Global view: In general, a node is marked as Healthy as soon as one voting node sees it as Healthy. See Global state calculation for detailed information.
Outage:
Local view: When no heartbeats have been received for a period of time from the observing node's perspective, the node is considered to be in outage.
Global view: In general, a node gets marked as Outage when no voting node sees it as Healthy and a cluster majority of nodes agrees that the node is in outage. See Global state calculation for detailed information.
Unknown:
Local view: Initial state for nodes before an initial heartbeat has been received from that node. This occurs during startup of the NodeRecovery DxM or after remote nodes have notified that they expect to have downtime (e.g., on restarts).
Global view: A node gets marked as Unknown globally in scenarios where it is not possible to determine whether its state should be marked as Healthy or Outage. See Global state calculation for detailed information.
In addition to one of these three states, nodes can also be in maintenance mode. This mode is applied to a node on top of its Healthy, Outage, or Unknown state.
Local state transitions
Based on the outage detection, nodes can transition between local view states.
On startup of a Node Recovery node, all nodes in that node's local view state will start out in the Unknown state. The following transitions can then occur:
| From State | To State | Trigger |
|---|---|---|
| Unknown | Healthy | First heartbeat received from the node. |
| Unknown | Outage | FirstHeartbeatThresholdMilliseconds exceeded without receiving a heartbeat. |
| Healthy | Outage | OutageThresholdMilliseconds exceeded without receiving a heartbeat. |
| Healthy | Unknown | Remote node notifies of expected downtime (e.g., restart). |
| Outage | Healthy | Heartbeat received from the node after outage. |
| Outage | Unknown | Remote node notifies of expected downtime (e.g., restart). |
---
config:
themeCSS: |
#edge1, #edge2 { stroke: red; }
#edge0, #edge4 { stroke: lightgreen; }
#edge3, #edge5 { stroke: lightgray; }
---
stateDiagram-v2
Unknown --> Healthy: heartbeat
Unknown --> Outage: no heartbeat
Healthy --> Outage: no heartbeat
Healthy --> Unknown: expected downtime
Outage --> Healthy: heartbeat
Outage --> Unknown: expected downtime
Global state calculation
The global state is calculated from local view states in the following way:
If the cluster does not have an elected leader node, global outage detection is not active.
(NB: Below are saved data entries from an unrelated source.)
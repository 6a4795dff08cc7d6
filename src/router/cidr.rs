//! Client-address matching — CIDR ranges and single IPs
//!
//! Used by route `remote_addrs` predicates and stream-route filters.
//! Supports IPv4/IPv6, CIDR notation, and single addresses.

use crate::error::{GatewayError, Result};
use ipnet::IpNet;
use std::net::IpAddr;

/// Matcher over a list of IP/CIDR entries
#[derive(Debug, Clone)]
pub struct CidrMatcher {
    networks: Vec<IpNet>,
    single_ips: Vec<IpAddr>,
}

impl CidrMatcher {
    /// Parse a list of IP/CIDR entries into a matcher
    pub fn new(entries: &[String]) -> Result<Self> {
        let mut networks = Vec::new();
        let mut single_ips = Vec::new();

        for entry in entries {
            let trimmed = entry.trim();
            if trimmed.contains('/') {
                let net: IpNet = trimmed.parse().map_err(|e| {
                    GatewayError::Config(format!("Invalid CIDR '{}': {}", trimmed, e))
                })?;
                networks.push(net);
            } else {
                let ip: IpAddr = trimmed.parse().map_err(|e| {
                    GatewayError::Config(format!("Invalid IP address '{}': {}", trimmed, e))
                })?;
                single_ips.push(ip);
            }
        }

        Ok(Self {
            networks,
            single_ips,
        })
    }

    /// Whether the address falls inside any entry
    pub fn contains(&self, ip: IpAddr) -> bool {
        if self.single_ips.contains(&ip) {
            return true;
        }
        self.networks.iter().any(|net| net.contains(&ip))
    }

    pub fn is_empty(&self) -> bool {
        self.networks.is_empty() && self.single_ips.is_empty()
    }
}
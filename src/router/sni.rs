//! SNI sub-router — selects a certificate entity by handshake server name
//!
//! Exact names win over wildcards; a `*.example.com` pattern matches
//! exactly one extra label. Among wildcard candidates the longest suffix
//! wins.

use crate::store::{Collection, Ssl};
use std::collections::HashMap;
use std::sync::Arc;

/// Compiled SNI matcher over the ssl collection
pub struct SniRouter {
    exact: HashMap<String, Arc<Ssl>>,
    /// (".example.com" suffix, entity), sorted longest suffix first
    wildcard: Vec<(String, Arc<Ssl>)>,
}

impl SniRouter {
    pub fn build(ssls: &Collection<Ssl>) -> Self {
        let mut exact = HashMap::new();
        let mut wildcard: Vec<(String, Arc<Ssl>)> = Vec::new();

        for ssl in ssls.iter() {
            for pattern in ssl.sni_patterns() {
                let pattern = pattern.to_ascii_lowercase();
                if let Some(suffix) = pattern.strip_prefix("*.") {
                    wildcard.push((format!(".{}", suffix), ssl.clone()));
                } else {
                    exact.insert(pattern, ssl.clone());
                }
            }
        }

        wildcard.sort_by(|a, b| b.0.len().cmp(&a.0.len()).then_with(|| a.1.id.cmp(&b.1.id)));

        Self { exact, wildcard }
    }

    /// Find the best certificate for a server name
    pub fn find(&self, sni: &str) -> Option<Arc<Ssl>> {
        let sni = sni.to_ascii_lowercase();
        if let Some(ssl) = self.exact.get(&sni) {
            return Some(ssl.clone());
        }

        for (suffix, ssl) in &self.wildcard {
            if let Some(label) = sni.strip_suffix(suffix.as_str()) {
                // The wildcard covers a single label only
                if !label.is_empty() && !label.contains('.') {
                    return Some(ssl.clone());
                }
            }
        }
        None
    }

    pub fn len(&self) -> usize {
        self.exact.len() + self.wildcard.len()
    }

    pub fn is_empty(&self) -> bool {
        self.exact.is_empty() && self.wildcard.is_empty()
    }
}

#[cfg(test)]
mod tests {
    use super::*;
    use crate::store::watch::{Kind, WatchEvent};
    use crate::store::ConfigStore;

    fn build_router(entries: &[(&str, serde_json::Value)]) -> SniRouter {
        let store = ConfigStore::new();
        for (i, (id, snis)) in entries.iter().enumerate() {
            store.apply_event(WatchEvent {
                kind: Kind::Ssls,
                key: id.to_string(),
                value: Some(serde_json::json!({
                    "id": id, "snis": snis, "cert": "CERT", "key": "KEY"
                })),
                revision: i as u64 + 1,
            });
        }
        SniRouter::build(&store.ssls())
    }

    #[test]
    fn test_exact_match() {
        let router = build_router(&[("s1", serde_json::json!(["api.example.com"]))]);
        assert_eq!(router.find("api.example.com").unwrap().id, "s1");
        assert!(router.find("www.example.com").is_none());
    }

    #[test]
    fn test_exact_match_case_insensitive() {
        let router = build_router(&[("s1", serde_json::json!(["API.Example.COM"]))]);
        assert!(router.find("api.example.com").is_some());
        assert!(router.find("Api.exAmple.com").is_some());
    }

    #[test]
    fn test_wildcard_single_label() {
        let router = build_router(&[("s1", serde_json::json!(["*.example.com"]))]);
        assert_eq!(router.find("api.example.com").unwrap().id, "s1");
        assert!(router.find("example.com").is_none());
        assert!(router.find("a.b.example.com").is_none());
    }

    #[test]
    fn test_exact_beats_wildcard() {
        let router = build_router(&[
            ("wild", serde_json::json!(["*.example.com"])),
            ("exact", serde_json::json!(["api.example.com"])),
        ]);
        assert_eq!(router.find("api.example.com").unwrap().id, "exact");
        assert_eq!(router.find("www.example.com").unwrap().id, "wild");
    }

    #[test]
    fn test_longest_wildcard_suffix_wins() {
        let router = build_router(&[
            ("short", serde_json::json!(["*.com"])),
            ("long", serde_json::json!(["*.example.com"])),
        ]);
        assert_eq!(router.find("api.example.com").unwrap().id, "long");
        assert_eq!(router.find("example.com").unwrap().id, "short");
    }

    #[test]
    fn test_empty_router() {
        let router = build_router(&[]);
        assert!(router.is_empty());
        assert!(router.find("any.com").is_none());
    }
}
This happens when the cluster has less than three nodes or when each node considers a majority of other nodes to be in the Outage state (which could be when a majority of nodes is actually down, or because of certain network splits).
Nodes that get to vote are those observed from the leader's perspective as being Healthy. If there are not enough voters to reach a cluster majority, global outage detection is not active.
A node is marked as Healthy as soon as one voter sees it as Healthy.
A node is marked as being in the Outage state when no voter sees the node as Healthy and a cluster majority of voters agrees that the node is in outage (for example, in a four- or five-node cluster, at least three voters need to see it as Outage).
In other scenarios, a node is marked as Unknown. For example, no voters see the node as Healthy, and there is no cluster majority agreement on Outage among voters.
Maintenance mode
Maintenance mode can be applied as a separate flag on top of the three main states. Setting one or more nodes into maintenance mode does not affect the sending or receiving of heartbeats, nor does it affect outage detection in any way.
However, the triggered scripts receive extra information about whether a node is in maintenance mode or not, so that custom logic can be applied when needed. The scripts are also executed whenever one or more nodes enter or leave maintenance mode, even if no other state changes occur.